Troubleshooting
This page covers common issues you may encounter when running GatewayD and how to resolve them.
GatewayD won’t start
Port already in use
Symptom: GatewayD exits with an error like bind: address already in use.
Solution: Another process is using the port. Check which process is using it:
lsof -i :15432
Either stop the conflicting process or change the GatewayD listening port in the server configuration.
Configuration file not found
Symptom: Error mentioning gatewayd.yaml or gatewayd_plugins.yaml not found.
Solution: Generate default configuration files using the CLI:
gatewayd config init
Or specify the path explicitly:
gatewayd run --config /path/to/gatewayd.yaml --plugin-config /path/to/gatewayd_plugins.yaml
Invalid configuration
Symptom: GatewayD exits with a configuration validation error.
Solution: Lint your configuration files:
gatewayd config lint --config /path/to/gatewayd.yaml
gatewayd config lint --plugin-config /path/to/gatewayd_plugins.yaml
Connection issues
Cannot connect to the backend database
Symptom: Database clients can connect to GatewayD but queries fail or time out. Logs show connection errors to the backend.
Solution:
- Verify the backend database address in the clients configuration.
-
Ensure the backend database is reachable from the GatewayD host:
pg_isready -h <backend-host> -p <backend-port> - Check that the database credentials in the configuration are correct.
- If using TLS, verify certificate paths and permissions.
Connection pool exhaustion
Symptom: New client connections are refused or delayed. Logs mention pool exhaustion.
Solution:
- Increase the pool size in the pools configuration.
- Check if client connections are being properly closed by the application.
- Monitor connection metrics via Prometheus to understand usage patterns.
Stale connections
Symptom: Queries intermittently fail with connection reset or broken pipe errors.
Solution: Stale connections occur when the backend database closes idle connections. Enable connection health checking to periodically verify backend connections.
Plugin issues
Plugin fails to start
Symptom: GatewayD logs show errors about a plugin failing to start.
Solution:
- Verify the plugin binary path in
gatewayd_plugins.yaml. - Check that the plugin binary has execute permissions.
- Ensure the plugin’s required environment variables are set.
- Increase the
startTimeoutin the general plugin configuration if the plugin needs more time to initialize.
Plugin crashes and restarts
Symptom: Logs show a plugin being restarted repeatedly.
Solution:
- Check plugin-specific logs for error details.
- Verify that the plugin’s dependencies are available (e.g., Redis for the cache plugin).
- Set
reloadOnCrash: Falsein the general plugin configuration to prevent restart loops while debugging.
Checksum verification failure
Symptom: GatewayD refuses to load a plugin due to checksum mismatch.
Solution: Regenerate the checksum for the plugin binary and update it in gatewayd_plugins.yaml.
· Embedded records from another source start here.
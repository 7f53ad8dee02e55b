use std::sync::atomic::{AtomicBool, AtomicU64, Ordering};
use std::sync::{Arc, Mutex};

use async_trait::async_trait;
use tokio::task::JoinHandle;

use crate::api::{ApiError, ArcadeClient, WorldProgressResponse};
use crate::bus::{emit_world_progress_updated, ArcadeBus};

use super::cache::TrackProgressCache;
use super::scope::SurfaceScope;

/// Where progress snapshots come from.
#[async_trait]
pub trait ProgressSource: Send + Sync {
    async fn fetch_world_progress(&self) -> Result<WorldProgressResponse, ApiError>;
}

#[async_trait]
impl ProgressSource for ArcadeClient {
    async fn fetch_world_progress(&self) -> Result<WorldProgressResponse, ApiError> {
        ArcadeClient::fetch_world_progress(self).await
    }
}

#[derive(Debug, Clone, Copy, PartialEq, Eq)]
pub enum BootstrapOutcome {
    Loaded { tracks: usize },
    /// This session was already bootstrapped; nothing was fetched.
    AlreadyLoaded,
    /// A newer refresh landed first; this snapshot was dropped.
    Superseded,
    /// The surface went away before the fetch resolved.
    Discarded,
}

#[derive(Debug, Clone, Copy, PartialEq, Eq)]
pub enum RefreshOutcome {
    Applied { tracks: usize },
    /// A refresh issued later already applied its snapshot.
    Stale,
}

#[derive(Debug, Clone, Copy)]
enum ApplyMode {
    Merge,
    Replace,
}

/// Mirrors the backend's per-track progress into a local cache.
///
/// Every fetch takes a ticket when it starts. A snapshot is written only if no
/// fetch with a later ticket has been written already, so overlapping
/// refreshes settle on the most recently issued one.
pub struct ProgressProjection {
    source: Arc<dyn ProgressSource>,
    cache: Arc<TrackProgressCache>,
    bus: Arc<ArcadeBus>,
    bootstrap_lock: tokio::sync::Mutex<()>,
    bootstrapped: AtomicBool,
    next_ticket: AtomicU64,
    applied_ticket: Mutex<u64>,
}

impl ProgressProjection {
    pub fn new(
        source: Arc<dyn ProgressSource>,
        cache: Arc<TrackProgressCache>,
        bus: Arc<ArcadeBus>,
    ) -> Self {
        Self {
            source,
            cache,
            bus,
            bootstrap_lock: tokio::sync::Mutex::new(()),
            bootstrapped: AtomicBool::new(false),
            next_ticket: AtomicU64::new(1),
            applied_ticket: Mutex::new(0),
        }
    }

    pub fn cache(&self) -> &Arc<TrackProgressCache> {
        &self.cache
    }

    pub fn progress(&self, track_slug: &str) -> f64 {
        self.cache.get(track_slug)
    }

    pub fn is_bootstrapped(&self) -> bool {
        self.bootstrapped.load(Ordering::Acquire)
    }

    /// Load the full snapshot once per session. A failure leaves the cache
    /// untouched and the session un-bootstrapped.
    pub async fn bootstrap(&self) -> Result<BootstrapOutcome, ApiError> {
        self.bootstrap_inner(None).await
    }

    /// [`bootstrap`](Self::bootstrap) tied to a surface: if `scope` is
    /// cancelled before the snapshot arrives, nothing is written and errors
    /// are dropped.
    pub async fn bootstrap_in(&self, scope: &SurfaceScope) -> Result<BootstrapOutcome, ApiError> {
        tokio::select! {
            biased;
            _ = scope.cancelled() => Ok(BootstrapOutcome::Discarded),
            result = self.bootstrap_inner(Some(scope)) => result,
        }
    }

    async fn bootstrap_inner(
        &self,
        scope: Option<&SurfaceScope>,
    ) -> Result<BootstrapOutcome, ApiError> {
        let _guard = self.bootstrap_lock.lock().await;
        if self.is_bootstrapped() {
            return Ok(BootstrapOutcome::AlreadyLoaded);
        }

        let ticket = self.take_ticket();
        let result = self.source.fetch_world_progress().await;

        if scope.is_some_and(SurfaceScope::is_cancelled) {
            tracing::debug!(ticket, "surface unmounted, discarding world progress bootstrap");
            return Ok(BootstrapOutcome::Discarded);
        }

        let snapshot = result.map_err(|error| {
            tracing::warn!("failed to load world progress: {error}");
            error
        })?;

        let tracks = snapshot.tracks.len();
        let applied = self.apply(ticket, &snapshot, ApplyMode::Merge);
        self.bootstrapped.store(true, Ordering::Release);

        if !applied {
            return Ok(BootstrapOutcome::Superseded);
        }
        tracing::info!(tracks, "world progress bootstrapped");
        Ok(BootstrapOutcome::Loaded { tracks })
    }

    /// Fetch a fresh snapshot, replace the cache with it and announce
    /// `WorldProgressUpdated`.
    pub async fn refresh(
        &self,
        changed_track: Option<String>,
    ) -> Result<RefreshOutcome, ApiError> {
        let ticket = self.take_ticket();
        let snapshot = self.source.fetch_world_progress().await?;

        if !self.apply(ticket, &snapshot, ApplyMode::Replace) {
            tracing::debug!(ticket, "discarding stale world progress response");
            return Ok(RefreshOutcome::Stale);
        }

        emit_world_progress_updated(&self.bus, changed_track);
        Ok(RefreshOutcome::Applied {
            tracks: snapshot.tracks.len(),
        })
    }

    /// Fire-and-forget [`refresh`](Self::refresh). Failures are logged and
    /// never reach the caller.
    pub fn spawn_refresh(self: &Arc<Self>, changed_track: Option<String>) -> JoinHandle<()> {
        let projection = self.clone();
        tokio::spawn(async move {
            if let Err(error) = projection.refresh(changed_track).await {
                tracing::warn!("world progress refresh failed after quest completion: {error}");
            }
        })
    }

    fn take_ticket(&self) -> u64 {
        self.next_ticket.fetch_add(1, Ordering::Relaxed)
    }

    fn apply(&self, ticket: u64, snapshot: &WorldProgressResponse, mode: ApplyMode) -> bool {
        let mut applied = self
            .applied_ticket
            .lock()
            .unwrap_or_else(|poisoned| poisoned.into_inner());
        if ticket <= *applied {
            return false;
        }
        match mode {
            ApplyMode::Merge => self.cache.merge(&snapshot.tracks),
            ApplyMode::Replace => self.cache.replace_all(&snapshot.tracks),
        }
        *applied = ticket;
        true
    }
}
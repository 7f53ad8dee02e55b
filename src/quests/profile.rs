use std::sync::{RwLock, RwLockReadGuard, RwLockWriteGuard};

use serde::Serialize;

use crate::api::ProfileSync;

#[derive(Debug, Clone, Default, PartialEq, Serialize)]
pub struct ProfileSnapshot {
    pub xp: Option<i64>,
    pub bosses_unlocked: Vec<String>,
}

/// Player flags the client mirrors from submission responses.
#[derive(Debug, Default)]
pub struct ProfileState {
    inner: RwLock<ProfileSnapshot>,
}

impl ProfileState {
    pub fn new() -> Self {
        Self::default()
    }

    pub fn snapshot(&self) -> ProfileSnapshot {
        self.read().clone()
    }

    pub fn set_bosses_unlocked(&self, bosses: Vec<String>) {
        self.write().bosses_unlocked = bosses;
    }

    pub fn is_boss_unlocked(&self, boss_id: &str) -> bool {
        self.read().bosses_unlocked.iter().any(|id| id == boss_id)
    }

    /// Fields absent from `sync` keep their current value.
    pub fn apply_sync(&self, sync: &ProfileSync) {
        let mut profile = self.write();
        if let Some(xp) = sync.xp {
            profile.xp = Some(xp);
        }
        if let Some(bosses) = sync.flags.as_ref().and_then(|flags| flags.bosses_unlocked.as_ref()) {
            profile.bosses_unlocked = bosses.clone();
        }
    }

    fn read(&self) -> RwLockReadGuard<'_, ProfileSnapshot> {
        self.inner.read().unwrap_or_else(|poisoned| poisoned.into_inner())
    }

    fn write(&self) -> RwLockWriteGuard<'_, ProfileSnapshot> {
        self.inner.write().unwrap_or_else(|poisoned| poisoned.into_inner())
    }
}
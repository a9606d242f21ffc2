mod config;
pub mod backup;
pub mod migrations;
pub mod plan_db;

pub use backup::MonthBackup;
pub use config::Config;
pub use plan_db::PlanDb;

use std::path::PathBuf;

use crate::error::Result;

/// Returns `~/.config/dienstplan[-dev]/` based on DIENSTPLAN_ENV.
///
/// Set DIENSTPLAN_ENV=dev to use a separate development data directory.
///
/// # Errors
/// Returns an error if creating the config directory fails.
pub fn data_dir() -> Result<PathBuf> {
    let base_dir = dirs::home_dir()
        .unwrap_or_else(|| PathBuf::from("."))
        .join(".config");

    let env = std::env::var("DIENSTPLAN_ENV").unwrap_or_else(|_| "production".to_string());

    let dir = if env == "dev" {
        base_dir.join("dienstplan-dev")
    } else {
        base_dir.join("dienstplan")
    };

    std::fs::create_dir_all(&dir)?;
    Ok(dir)
}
See checksum verification for details.
Raft clustering issues
Node fails to join the cluster
Symptom: A non-bootstrap node logs errors about failing to join within the timeout (5 minutes).
Solution:
- Verify that the bootstrap node is running and reachable.
- Check that
raft.addressandraft.grpcAddressare accessible from the joining node. - Ensure
nodeIdvalues are unique across all nodes. - Check firewall rules allow traffic on the configured Raft and gRPC ports.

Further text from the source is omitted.